Task description » Return each entry exactly, omitting nothing.

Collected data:

● ● ● ● ● ● ●

use std::{collections::BTreeMap, fmt};

use serde::{Deserialize, Deserializer, Serialize, Serializer};
use serde_json::Value;
use utoipa::ToSchema;

use crate::domain::product::value_objects::{IngredientList, normalize};

/// Identifier assigned to a product when it is added to a routine.
///
/// The app stores either timestamps or strings here, and model output echoes
/// them back in either form.
#[derive(Debug, Clone, PartialEq, Eq, Hash, Serialize, Deserialize, ToSchema)]
#[serde(untagged)]
pub enum ProductId {
    Number(i64),
    Text(String),
}

impl ProductId {
    /// Join key between user records and model output, so `7` and `"7"` name the same product.
    pub fn key(&self) -> String {
        match self {
            ProductId::Number(n) => n.to_string(),
            ProductId::Text(s) => s.trim().to_string(),
        }
    }

    pub fn from_value(value: &Value) -> Option<Self> {
        match value {
            Value::Number(n) => n
                .as_i64()
                .or_else(|| n.as_f64().and_then(whole_i64))
                .map(ProductId::Number),
            Value::String(s) if !s.trim().is_empty() => Some(ProductId::Text(s.clone())),
            _ => None,
        }
    }
}

/// Whole floats that fit in an `i64`. Larger ones would saturate on conversion.
fn whole_i64(f: f64) -> Option<i64> {
    (f.fract() == 0.0 && (i64::MIN as f64..i64::MAX as f64).contains(&f)).then_some(f as i64)
}

impl fmt::Display for ProductId {
    fn fmt(&self, f: &mut fmt::Formatter<'_>) -> fmt::Result {
        match self {
            ProductId::Number(n) => write!(f, "{n}"),
            ProductId::Text(s) => write!(f, "{s}"),
        }
    }
}

impl From<i64> for ProductId {
    fn from(value: i64) -> Self {
        ProductId::Number(value)
    }
}

impl From<&str> for ProductId {
    fn from(value: &str) -> Self {
        ProductId::Text(value.to_string())
    }
}

/// Ingredient field as stored on a product record.
///
/// Only [`normalize`] reads it; everything downstream works on [`IngredientList`].
#[derive(Debug, Clone, Default, PartialEq)]
pub enum IngredientField {
    #[default]
    Absent,
    /// Comma-delimited text, as typed by the user or returned by product extraction.
    Delimited(String),
    List(Vec<String>),
    /// Any other JSON value. Kept so the record serializes back unchanged.
    Unrecognized(Value),
}

impl IngredientField {
    pub fn is_absent(&self) -> bool {
        matches!(self, IngredientField::Absent)
    }
}

impl From<Value> for IngredientField {
    fn from(value: Value) -> Self {
        match value {
            Value::Null => IngredientField::Absent,
            Value::String(s) => IngredientField::Delimited(s),
            Value::Array(items) => IngredientField::List(
                items
                    .into_iter()
                    .filter_map(|item| match item {
                        Value::String(s) => Some(s),
                        _ => None,
                    })
                    .collect(),
            ),
            other => IngredientField::Unrecognized(other),
        }
    }
}

impl From<&str> for IngredientField {
    fn from(value: &str) -> Self {
        IngredientField::Delimited(value.to_string())
    }
}

impl From<Vec<&str>> for IngredientField {
    fn from(value: Vec<&str>) -> Self {
        IngredientField::List(value.into_iter().map(str::to_string).collect())
    }
}

impl Serialize for IngredientField {
    fn serialize<S: Serializer>(&self, serializer: S) -> Result<S::Ok, S::Error> {
        match self {
            IngredientField::Absent => serializer.serialize_none(),
            IngredientField::Delimited(raw) => raw.serialize(serializer),
            IngredientField::List(items) => items.serialize(serializer),
            IngredientField::Unrecognized(value) => value.serialize(serializer),
        }
    }
}

impl<'de> Deserialize<'de> for IngredientField {
    fn deserialize<D: Deserializer<'de>>(deserializer: D) -> Result<Self, D::Error> {
        Value::deserialize(deserializer).map(IngredientField::from)
    }
}

fn null_as_empty<'de, D: Deserializer<'de>>(deserializer: D) -> Result<String, D::Error> {
    Option::<String>::deserialize(deserializer).map(Option::unwrap_or_default)
}

/// A user-owned skincare item.
///
/// `score`, `rating` and `issues` are overlay fields written by analysis
/// reconciliation; they are left out of the serialized form until set.
#[derive(Debug, Clone, PartialEq, Serialize, Deserialize, ToSchema)]
#[serde(rename_all = "camelCase")]
pub struct Product {
    pub id: ProductId,
    #[serde(default, deserialize_with = "null_as_empty")]
    pub name: String,
    #[serde(default, deserialize_with = "null_as_empty")]
    pub brand: String,
    #[serde(default, deserialize_with = "null_as_empty")]
    pub category: String,
    #[serde(default, skip_serializing_if = "IngredientField::is_absent")]
    #[schema(value_type = Object)]
    pub ingredients: IngredientField,
    #[serde(default, skip_serializing_if = "Option::is_none")]
    pub frequency: Option<Value>,
    #[serde(default, skip_serializing_if = "Option::is_none")]
    pub order: Option<Value>,
    #[serde(default, skip_serializing_if = "Option::is_none")]
    pub notes: Option<Value>,
    #[serde(default, skip_serializing_if = "Option::is_none")]
    pub score: Option<f64>,
    #[serde(default, skip_serializing_if = "Option::is_none")]
    pub rating: Option<String>,
    #[serde(default, skip_serializing_if = "Option::is_none")]
    pub issues: Option<Vec<String>>,
    /// Any other field on the record (`usage`, `image`, ...), carried through untouched.
    #[serde(flatten)]
    pub extra: BTreeMap<String, Value>,
}

impl Product {
    pub fn new(id: impl Into<ProductId>, name: impl Into<String>) -> Self {
        Self {
            id: id.into(),
            name: name.into(),
            brand: String::new(),
            category: String::new(),
            ingredients: IngredientField::Absent,
            frequency: None,
            order: None,
            notes: None,
            score: None,
            rating: None,
            issues: None,
            extra: BTreeMap::new(),
        }
    }

    pub fn with_brand(mut self, brand: impl Into<String>) -> Self {
        self.brand = brand.into();
        self
    }

    pub fn with_category(mut self, category: impl Into<String>) -> Self {
        self.category = category.into();
        self
    }

    pub fn with_ingredients(mut self, ingredients: impl Into<IngredientField>) -> Self {
        self.ingredients = ingredients.into();
        self
    }

    pub fn normalized_ingredients(&self) -> IngredientList {
        normalize(&self.ingredients)
    }

    pub fn has_overlay(&self) -> bool {
        self.score.is_some() || self.rating.is_some() || self.issues.is_some()
    }
}

#[derive(Debug, Clone, Copy, PartialEq, Eq, Hash, Serialize, Deserialize, ToSchema)]
#[serde(rename_all = "lowercase")]
pub enum RoutineSlot {
    Morning,
    Evening,
    Weekly,
}

impl RoutineSlot {
    pub const ALL: [RoutineSlot; 3] = [
        RoutineSlot::Morning,
        RoutineSlot::Evening,
        RoutineSlot::Weekly,
    ];
}

impl fmt::Display for RoutineSlot {
    fn fmt(&self, f: &mut fmt::Formatter<'_>) -> fmt::Result {
        let label = match self {
            RoutineSlot::Morning => "morning",
            RoutineSlot::Evening => "evening",
            RoutineSlot::Weekly => "weekly",
        };
        f.write_str(label)
    }
}

/// The user's products, grouped by the slot they are used in.
///
/// Serialized under the app's field names; the short slot names are accepted on input.
#[derive(Debug, Clone, Default, PartialEq, Serialize, Deserialize, ToSchema)]
pub struct RoutineProducts {
    #[serde(default, rename = "morningProducts", alias = "morning")]
    pub morning: Vec<Product>,
    #[serde(default, rename = "eveningProducts", alias = "evening")]
    pub evening: Vec<Product>,
    #[serde(default, rename = "weeklyTreatments", alias = "weekly")]
    pub weekly: Vec<Product>,
}

impl RoutineProducts {
    pub fn slot(&self, slot: RoutineSlot) -> &[Product] {
        match slot {
            RoutineSlot::Morning => &self.morning,
            RoutineSlot::Evening => &self.evening,
            RoutineSlot::Weekly => &self.weekly,
        }
    }

    pub fn len(&self) -> usize {
        self.morning.len() + self.evening.len() + self.weekly.len()
    }

    pub fn is_empty(&self) -> bool {
        self.len() == 0
    }
}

● ● ● ● ● ● ●

Reply to the exercise »
use std::{collections::BTreeMap, fmt};

use serde::{Deserialize, Deserializer, Serialize, Serializer};
use serde_json::Value;
use utoipa::ToSchema;

use crate::domain::product::value_objects::{IngredientList, normalize};

/// Identifier assigned to a product when it is added to a routine.
///
/// The app stores either timestamps or strings here, and model output echoes
/// them back in either form.
#[derive(Debug, Clone, PartialEq, Eq, Hash, Serialize, Deserialize, ToSchema)]
#[serde(untagged)]
pub enum ProductId {
    Number(i64),
    Text(String),
}

impl ProductId {
    /// Join key between user records and model output, so `7` and `"7"` name the same product.
    pub fn key(&self) -> String {
        match self {
            ProductId::Number(n) => n.to_string(),
            ProductId::Text(s) => s.trim().to_string(),
        }
    }

    pub fn from_value(value: &Value) -> Option<Self> {
        match value {
            Value::Number(n) => n
                .as_i64()
                .or_else(|| n.as_f64().and_then(whole_i64))
                .map(ProductId::Number),
            Value::String(s) if !s.trim().is_empty() => Some(ProductId::Text(s.clone())),
            _ => None,
        }
    }
}

/// Whole floats that fit in an `i64`. Larger ones would saturate on conversion.
fn whole_i64(f: f64) -> Option<i64> {
    (f.fract() == 0.0 && (i64::MIN as f64..i64::MAX as f64).contains(&f)).then_some(f as i64)
}

impl fmt::Display for ProductId {
    fn fmt(&self, f: &mut fmt::Formatter<'_>) -> fmt::Result {
        match self {
            ProductId::Number(n) => write!(f, "{n}"),
            ProductId::Text(s) => write!(f, "{s}"),
        }
    }
}

impl From<i64> for ProductId {
    fn from(value: i64) -> Self {
        ProductId::Number(value)
    }
}

impl From<&str> for ProductId {
    fn from(value: &str) -> Self {
        ProductId::Text(value.to_string())
    }
}

/// Ingredient field as stored on a product record.
///
/// Only [`normalize`] reads it; everything downstream works on [`IngredientList`].
#[derive(Debug, Clone, Default, PartialEq)]
pub enum IngredientField {
    #[default]
    Absent,
    /// Comma-delimited text, as typed by the user or returned by product extraction.
    Delimited(String),
    List(Vec<String>),
    /// Any other JSON value. Kept so the record serializes back unchanged.
    Unrecognized(Value),
}

impl IngredientField {
    pub fn is_absent(&self) -> bool {
        matches!(self, IngredientField::Absent)
    }
}

impl From<Value> for IngredientField {
    fn from(value: Value) -> Self {
        match value {
            Value::Null => IngredientField::Absent,
            Value::String(s) => IngredientField::Delimited(s),
            Value::Array(items) => IngredientField::List(
                items
                    .into_iter()
                    .filter_map(|item| match item {
                        Value::String(s) => Some(s),
                        _ => None,
                    })
                    .collect(),
            ),
            other => IngredientField::Unrecognized(other),
        }
    }
}

impl From<&str> for IngredientField {
    fn from(value: &str) -> Self {
        IngredientField::Delimited(value.to_string())
    }
}

impl From<Vec<&str>> for IngredientField {
    fn from(value: Vec<&str>) -> Self {
        IngredientField::List(value.into_iter().map(str::to_string).collect())
    }
}

impl Serialize for IngredientField {
    fn serialize<S: Serializer>(&self, serializer: S) -> Result<S::Ok, S::Error> {
        match self {
            IngredientField::Absent => serializer.serialize_none(),
            IngredientField::Delimited(raw) => raw.serialize(serializer),
            IngredientField::List(items) => items.serialize(serializer),
            IngredientField::Unrecognized(value) => value.serialize(serializer),
        }
    }
}

impl<'de> Deserialize<'de> for IngredientField {
    fn deserialize<D: Deserializer<'de>>(deserializer: D) -> Result<Self, D::Error> {
        Value::deserialize(deserializer).map(IngredientField::from)
    }
}

fn null_as_empty<'de, D: Deserializer<'de>>(deserializer: D) -> Result<String, D::Error> {
    Option::<String>::deserialize(deserializer).map(Option::unwrap_or_default)
}

/// A user-owned skincare item.
///
/// `score`, `rating` and `issues` are overlay fields written by analysis
/// reconciliation; they are left out of the serialized form until set.
#[derive(Debug, Clone, PartialEq, Serialize, Deserialize, ToSchema)]
#[serde(rename_all = "camelCase")]
pub struct Product {
    pub id: ProductId,
    #[serde(default, deserialize_with = "null_as_empty")]
    pub name: String,
    #[serde(default, deserialize_with = "null_as_empty")]
    pub brand: String,
    #[serde(default, deserialize_with = "null_as_empty")]
    pub category: String,
    #[serde(default, skip_serializing_if = "IngredientField::is_absent")]
    #[schema(value_type = Object)]
    pub ingredients: IngredientField,
    #[serde(default, skip_serializing_if = "Option::is_none")]
    pub frequency: Option<Value>,
    #[serde(default, skip_serializing_if = "Option::is_none")]
    pub order: Option<Value>,
    #[serde(default, skip_serializing_if = "Option::is_none")]
    pub notes: Option<Value>,
    #[serde(default, skip_serializing_if = "Option::is_none")]
    pub score: Option<f64>,
    #[serde(default, skip_serializing_if = "Option::is_none")]
    pub rating: Option<String>,
    #[serde(default, skip_serializing_if = "Option::is_none")]
    pub issues: Option<Vec<String>>,
    /// Any other field on the record (`usage`, `image`, ...), carried through untouched.
    #[serde(flatten)]
    pub extra: BTreeMap<String, Value>,
}

impl Product {
    pub fn new(id: impl Into<ProductId>, name: impl Into<String>) -> Self {
        Self {
            id: id.into(),
            name: name.into(),
            brand: String::new(),
            category: String::new(),
            ingredients: IngredientField::Absent,
            frequency: None,
            order: None,
            notes: None,
            score: None,
            rating: None,
            issues: None,
            extra: BTreeMap::new(),
        }
    }

    pub fn with_brand(mut self, brand: impl Into<String>) -> Self {
        self.brand = brand.into();
        self
    }

    pub fn with_category(mut self, category: impl Into<String>) -> Self {
        self.category = category.into();
        self
    }

    pub fn with_ingredients(mut self, ingredients: impl Into<IngredientField>) -> Self {
        self.ingredients = ingredients.into();
        self
    }

    pub fn normalized_ingredients(&self) -> IngredientList {
        normalize(&self.ingredients)
    }

    pub fn has_overlay(&self) -> bool {
        self.score.is_some() || self.rating.is_some() || self.issues.is_some()
    }
}

#[derive(Debug, Clone, Copy, PartialEq, Eq, Hash, Serialize, Deserialize, ToSchema)]
#[serde(rename_all = "lowercase")]
pub enum RoutineSlot {
    Morning,
    Evening,
    Weekly,
}

impl RoutineSlot {
    pub const ALL: [RoutineSlot; 3] = [
        RoutineSlot::Morning,
        RoutineSlot::Evening,
        RoutineSlot::Weekly,
    ];
}

impl fmt::Display for RoutineSlot {
    fn fmt(&self, f: &mut fmt::Formatter<'_>) -> fmt::Result {
        let label = match self {
            RoutineSlot::Morning => "morning",
            RoutineSlot::Evening => "evening",
            RoutineSlot::Weekly => "weekly",
        };
        f.write_str(label)
    }
}

/// The user's products, grouped by the slot they are used in.
///
/// Serialized under the app's field names; the short slot names are accepted on input.
#[derive(Debug, Clone, Default, PartialEq, Serialize, Deserialize, ToSchema)]
pub struct RoutineProducts {
    #[serde(default, rename = "morningProducts", alias = "morning")]
    pub morning: Vec<Product>,
    #[serde(default, rename = "eveningProducts", alias = "evening")]
    pub evening: Vec<Product>,
    #[serde(default, rename = "weeklyTreatments", alias = "weekly")]
    pub weekly: Vec<Product>,
}

impl RoutineProducts {
    pub fn slot(&self, slot: RoutineSlot) -> &[Product] {
        match slot {
            RoutineSlot::Morning => &self.morning,
            RoutineSlot::Evening => &self.evening,
            RoutineSlot::Weekly => &self.weekly,
        }
    }

    pub fn len(&self) -> usize {
        self.morning.len() + self.evening.len() + self.weekly.len()
    }

    pub fn is_empty(&self) -> bool {
        self.len() == 0
    }
}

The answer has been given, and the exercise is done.